The general contours of the plan have been well-known, the details not so much. Only this month did we learn that there would be fewer than 550 surface parking spaces on Block 1129, the southeast block of the project site, but we don't know where, if at all, the spaces previously designated for HOV (high-occupancy vehicle) and suiteholder parking would go.
Yes, Schwartz is an able presenter. But he's already sacrificed some credibility. As I wrote 5/5/12, Schwartz, during a 6/4/11 Q&A (video) at a forum on Atlantic Yards traffic changes/mitigations, answered a question about bike parking by saying, "That's over the next six months when we come back to you figuring out how we're going to get people out of their cars."
At that point, the TDM plan was due in December 2011. They didn't "come back to you." The plan was delayed multiple times, for reasons obscure. Did Schwartz really underestimate the schedule by six months? Or was he hampered by his client?
The upshot is that, four months before the arena opens, there will be 30 days for public comment. That's too little time, as Council Member Steve Levin has observed, for public input.
And that's not even counting the emergency work Schwartz may have to do, developing a mitigation plan to control and alleviate the inevitable congestion if the Carlton Avenue Bridge, required to be open before the arena opens, is not finished.
Who's Schwartz serving?
Early in the Atlantic Yards process Schwartz told the 12/5/05 Brooklyn Borough Board Atlantic Yards Committee, according to the meeting notes, "From a consultant’s perspective, you must satisfy your client, but you must maintain your objectivity."
That's not always simple. Already the objectivity of Schwartz's six-month prediction has been undermined.

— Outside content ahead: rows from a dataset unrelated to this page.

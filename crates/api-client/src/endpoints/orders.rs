//! Table order endpoints and the order models shared with deliveries
//!
//! Order bodies for `create` are passed through as JSON: the vendor's order
//! schema is large and changes between API versions, while the response side
//! is typed.

use super::{require_ids, Caller};
use crate::client::IikoClient;
use crate::error::ApiResult;
use crate::response::{IdName, Outcome};
use serde::{Deserialize, Serialize};
use serde_json::Value;
use std::time::Duration;

/// Orders API interface
#[derive(Clone, Debug)]
pub struct OrdersApi {
    caller: Caller,
}

impl OrdersApi {
    pub(crate) fn new(client: IikoClient) -> Self {
        Self {
            caller: Caller::new(client),
        }
    }

    /// Override the vendor `Timeout` for calls made through this interface
    #[must_use]
    pub fn with_timeout(mut self, timeout: Duration) -> Self {
        self.caller.set_timeout(timeout);
        self
    }

    /// Create a table order
    ///
    /// POST /api/1/order/create
    pub async fn create(
        &self,
        params: &CreateOrderParams,
    ) -> ApiResult<Outcome<OrderInfoResponse>> {
        self.caller.call("/api/1/order/create", params).await
    }

    /// Orders by ID
    ///
    /// POST /api/1/order/by_id
    pub async fn by_id(&self, params: &OrdersByIdParams) -> ApiResult<Outcome<OrdersResponse>> {
        require_ids("order_by_id", "organization_ids", &params.organization_ids)?;
        self.caller.call("/api/1/order/by_id", params).await
    }

    /// Orders placed at the given tables
    ///
    /// POST /api/1/order/by_table
    pub async fn by_table(
        &self,
        params: &OrdersByTableParams,
    ) -> ApiResult<Outcome<OrdersResponse>> {
        require_ids("order_by_table", "organization_ids", &params.organization_ids)?;
        require_ids("order_by_table", "table_ids", &params.table_ids)?;
        self.caller.call("/api/1/order/by_table", params).await
    }
}

// ============================================================================
// Request Types
// ============================================================================

/// Order creation settings
#[derive(Debug, Clone, Copy, PartialEq, Eq, Serialize, Deserialize)]
#[serde(rename_all = "camelCase")]
pub struct CreateOrderSettings {
    /// Seconds to wait for the order to reach the front terminal
    pub transport_to_front_timeout: u64,
}

/// Parameters for creating a table order
#[derive(Debug, Clone, Serialize, Deserialize)]
#[serde(rename_all = "camelCase")]
pub struct CreateOrderParams {
    /// Organization ID
    pub organization_id: String,
    /// Terminal group that receives the order
    pub terminal_group_id: String,
    /// Order body as defined by the iiko API
    pub order: Value,
    /// Creation settings
    #[serde(skip_serializing_if = "Option::is_none")]
    pub create_order_settings: Option<CreateOrderSettings>,
}

impl CreateOrderParams {
    /// Parameters for one order
    pub fn new(
        organization_id: impl Into<String>,
        terminal_group_id: impl Into<String>,
        order: Value,
    ) -> Self {
        Self {
            organization_id: organization_id.into(),
            terminal_group_id: terminal_group_id.into(),
            order,
            create_order_settings: None,
        }
    }

    /// Set the transport-to-front timeout in seconds
    #[must_use]
    pub fn with_transport_timeout(mut self, seconds: u64) -> Self {
        self.create_order_settings = Some(CreateOrderSettings {
            transport_to_front_timeout: seconds,
        });
        self
    }
}

/// Parameters for `by_id`
#[derive(Debug, Clone, Default, Serialize, Deserialize)]
#[serde(rename_all = "camelCase")]
pub struct OrdersByIdParams {
    /// Organizations to search in
    pub organization_ids: Vec<String>,
    /// Order IDs
    #[serde(skip_serializing_if = "Option::is_none")]
    pub order_ids: Option<Vec<String>>,
    /// Source keys
    #[serde(skip_serializing_if = "Option::is_none")]
    pub source_keys: Option<Vec<String>>,
    /// IDs assigned by the front terminal
    #[serde(skip_serializing_if = "Option::is_none")]
    pub pos_order_ids: Option<Vec<String>>,
    /// External data keys to return
    #[serde(skip_serializing_if = "Option::is_none")]
    pub return_external_data_keys: Option<Vec<String>>,
}

impl OrdersByIdParams {
    /// Look up orders by ID within the given organizations
    #[must_use]
    pub fn new(organization_ids: Vec<String>, order_ids: Vec<String>) -> Self {
        Self {
            organization_ids,
            order_ids: Some(order_ids),
            ..Self::default()
        }
    }
}

/// Parameters for `by_table`
#[derive(Debug, Clone, Default, Serialize, Deserialize)]
#[serde(rename_all = "camelCase")]
pub struct OrdersByTableParams {
    /// Organizations to search in
    pub organization_ids: Vec<String>,
    /// Table IDs
    pub table_ids: Vec<String>,
    /// Source keys
    #[serde(skip_serializing_if = "Option::is_none")]
    pub source_keys: Option<Vec<String>>,
    /// `New`, `Bill` or `Closed`
    #[serde(skip_serializing_if = "Option::is_none")]
    pub statuses: Option<Vec<String>>,
    /// Lower bound of the order date, in the vendor date format
    #[serde(skip_serializing_if = "Option::is_none")]
    pub date_from: Option<String>,
    /// Upper bound of the order date, in the vendor date format
    #[serde(skip_serializing_if = "Option::is_none")]
    pub date_to: Option<String>,
}

// ============================================================================
// Order Models
// ============================================================================

/// Result of asynchronous order creation
#[derive(Debug, Clone, Copy, PartialEq, Eq, Serialize, Deserialize)]
pub enum CreationStatus {
    /// Created on the terminal
    Success,
    /// Still being delivered to the terminal
    InProgress,
    /// Creation failed; see `error_info`
    Error,
}

/// Why order creation failed
#[derive(Debug, Clone, PartialEq, Serialize, Deserialize)]
#[serde(rename_all = "camelCase")]
pub struct ErrorInfo {
    /// Error code
    pub code: String,
    /// Message
    pub message: Option<String>,
    /// Description
    pub description: Option<String>,
    /// Additional data
    pub additional_data: Option<Value>,
}

/// Guest attached to an order
#[derive(Debug, Clone, PartialEq, Eq, Serialize, Deserialize)]
#[serde(rename_all = "camelCase")]
pub struct OrderCustomer {
    /// Customer ID
    pub id: Option<String>,
    /// Name
    pub name: Option<String>,
    /// Surname
    pub surname: Option<String>,
    /// Comment
    pub comment: Option<String>,
    /// Gender
    pub gender: Option<String>,
    /// Blacklisted
    #[serde(default)]
    pub in_blacklist: bool,
    /// Blacklist reason
    pub blacklist_reason: Option<String>,
    /// Birth date
    pub birthdate: Option<String>,
}

/// Employee reference inside an order
#[derive(Debug, Clone, PartialEq, Eq, Serialize, Deserialize)]
pub struct OrderEmployee {
    /// Employee ID
    pub id: String,
    /// Name
    pub name: Option<String>,
    /// Phone
    pub phone: Option<String>,
}

/// Courier assigned to a delivery
#[derive(Debug, Clone, PartialEq, Eq, Serialize, Deserialize)]
#[serde(rename_all = "camelCase")]
pub struct CourierInfo {
    /// Courier
    pub courier: Option<OrderEmployee>,
    /// Assigned by hand rather than automatically
    #[serde(default)]
    pub is_courier_selected_manually: bool,
}

/// Cancellation details
#[derive(Debug, Clone, PartialEq, Eq, Serialize, Deserialize)]
#[serde(rename_all = "camelCase")]
pub struct CancelInfo {
    /// When the order was cancelled
    pub when_cancelled: Option<String>,
    /// Cancel cause
    pub cause: Option<IdName>,
    /// Comment
    pub comment: Option<String>,
}

/// Problem flag on a delivery
#[derive(Debug, Clone, PartialEq, Eq, Serialize, Deserialize)]
#[serde(rename_all = "camelCase")]
pub struct Problem {
    /// Has a problem
    pub has_problem: bool,
    /// Problem description
    pub description: Option<String>,
}

/// Order type reference inside an order
#[derive(Debug, Clone, PartialEq, Eq, Serialize, Deserialize)]
#[serde(rename_all = "camelCase")]
pub struct OrderTypeRef {
    /// ID
    pub id: String,
    /// Name
    pub name: String,
    /// Service type
    pub order_service_type: Option<String>,
}

/// Payment type reference inside an order
#[derive(Debug, Clone, PartialEq, Eq, Serialize, Deserialize)]
pub struct PaymentTypeRef {
    /// ID
    pub id: String,
    /// Name
    pub name: String,
    /// Payment type kind
    pub kind: Option<String>,
}

/// A payment of an order
#[derive(Debug, Clone, PartialEq, Serialize, Deserialize)]
#[serde(rename_all = "camelCase")]
pub struct Payment {
    /// Payment type
    pub payment_type: PaymentTypeRef,
    /// Sum
    pub sum: f64,
    /// Preliminary payment
    #[serde(default)]
    pub is_preliminary: bool,
    /// External payment
    #[serde(default)]
    pub is_external: bool,
    /// Processed outside iiko
    #[serde(default)]
    pub is_processed_externally: bool,
    /// Fiscalized outside iiko
    pub is_fiscalized_externally: Option<bool>,
}

/// Tips paid with an order
#[derive(Debug, Clone, PartialEq, Serialize, Deserialize)]
#[serde(rename_all = "camelCase")]
pub struct Tip {
    /// Tips type
    pub tips_type: Option<IdName>,
    /// Payment type
    pub payment_type: PaymentTypeRef,
    /// Sum
    pub sum: f64,
    /// Preliminary payment
    #[serde(default)]
    pub is_preliminary: bool,
    /// External payment
    #[serde(default)]
    pub is_external: bool,
    /// Processed outside iiko
    #[serde(default)]
    pub is_processed_externally: bool,
}

/// Discount applied to an order
#[derive(Debug, Clone, PartialEq, Serialize, Deserialize)]
#[serde(rename_all = "camelCase")]
pub struct AppliedDiscount {
    /// Discount type
    pub discount_type: IdName,
    /// Discount sum
    pub sum: f64,
    /// Position IDs the discount applies to
    pub selective_positions: Option<Vec<String>>,
}
impl CustomerInfo {
    /// Balance of the wallet with this ID
    #[must_use]
    pub fn wallet_balance(&self, wallet_id: &str) -> Option<f64> {
        self.wallet_balances
            .iter()
            .find(|w| w.id == wallet_id)
            .map(|w| w.balance)
    }
}

/// Response of `create_or_update`
#[derive(Debug, Clone, PartialEq, Eq, Serialize, Deserialize)]
pub struct CustomerIdResponse {
    /// Customer ID
    pub id: String,
}

/// Response of `add_program`
#[derive(Debug, Clone, PartialEq, Eq, Serialize, Deserialize)]
#[serde(rename_all = "camelCase")]
pub struct ProgramAdded {
    /// Wallet created for the program
    pub user_wallet_id: String,
}

/// Response of `hold`
#[derive(Debug, Clone, PartialEq, Eq, Serialize, Deserialize)]
#[serde(rename_all = "camelCase")]
pub struct WalletHoldResponse {
    /// Transaction to pass to `cancel_hold`
    pub transaction_id: String,
}
//! Front-office notification endpoint

use super::Caller;
use crate::client::IikoClient;
use crate::error::ApiResult;
use crate::response::{CorrelationResponse, Outcome};
use serde::{Deserialize, Serialize};
use std::time::Duration;

/// Default message type of front-office notifications
pub const DEFAULT_MESSAGE_TYPE: &str = "delivery_attention";

/// Notifications API interface
#[derive(Clone, Debug)]
pub struct NotificationsApi {
    caller: Caller,
}

impl NotificationsApi {
    pub(crate) fn new(client: IikoClient) -> Self {
        Self {
            caller: Caller::new(client),
        }
    }

    /// Override the vendor `Timeout` for calls made through this interface
    #[must_use]
    pub fn with_timeout(mut self, timeout: Duration) -> Self {
        self.caller.set_timeout(timeout);
        self
    }

    /// Show a notification about an order on the front terminal
    ///
    /// POST /api/1/notifications/send
    pub async fn send(
        &self,
        params: &SendNotificationParams,
    ) -> ApiResult<Outcome<CorrelationResponse>> {
        self.caller.call("/api/1/notifications/send", params).await
    }
}

/// Parameters for `send`
#[derive(Debug, Clone, Serialize, Deserialize)]
#[serde(rename_all = "camelCase")]
pub struct SendNotificationParams {
    /// Where the order came from
    pub order_source: String,
    /// Order ID
    pub order_id: String,
    /// Notification text
    pub additional_info: String,
    /// Message type
    pub message_type: String,
    /// Organization ID
    pub organization_id: String,
}

impl SendNotificationParams {
    /// A `delivery_attention` notification
    pub fn new(
        organization_id: impl Into<String>,
        order_id: impl Into<String>,
        order_source: impl Into<String>,
        additional_info: impl Into<String>,
    ) -> Self {
        Self {
            order_source: order_source.into(),
            order_id: order_id.into(),
            additional_info: additional_info.into(),
            message_type: DEFAULT_MESSAGE_TYPE.to_string(),
            organization_id: organization_id.into(),
        }
    }

    /// Use another message type
    #[must_use]
    pub fn with_message_type(mut self, message_type: impl Into<String>) -> Self {
        self.message_type = message_type.into();
        self
    }
}

#[cfg(test)]
mod tests {
    use super::*;
    use serde_json::json;

    #[test]
    fn test_send_params_default_message_type() {
        let params = SendNotificationParams::new("org", "o1", "site", "Guest is waiting");
        assert_eq!(
            serde_json::to_value(&params).unwrap(),
            json!({
                "orderSource": "site",
                "orderId": "o1",
                "additionalInfo": "Guest is waiting",
                "messageType": "delivery_attention",
                "organizationId": "org"
            })
        );
    }
}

Last June, Michael D. D. White, in his Noticing New York blog, reflected on the real strangeness of the Forest City Ratner/Empire State Development Corporation session on traffic 6/14/11, given that a private consultant hired by a private developer was explaining--at times not all too well--how public streets would be managed.
White wrote:
The Private Sector Without Sovereign ImmunityBrooklyn Borough Board Atlantic Yards Committee 12/5/05 Summary
So this is what I am wondering: Although Forest City Ratner and Sam Schwartz as its engineering consultant may seem a lot like the government performing a government function, that is not what they are. Forest City Ratner and Sam Schwartz are private sector entities and however much they have intruded themselves into an assumption of what we would expect would be a government process they are no more actual government officials than a privately hired mall security guard.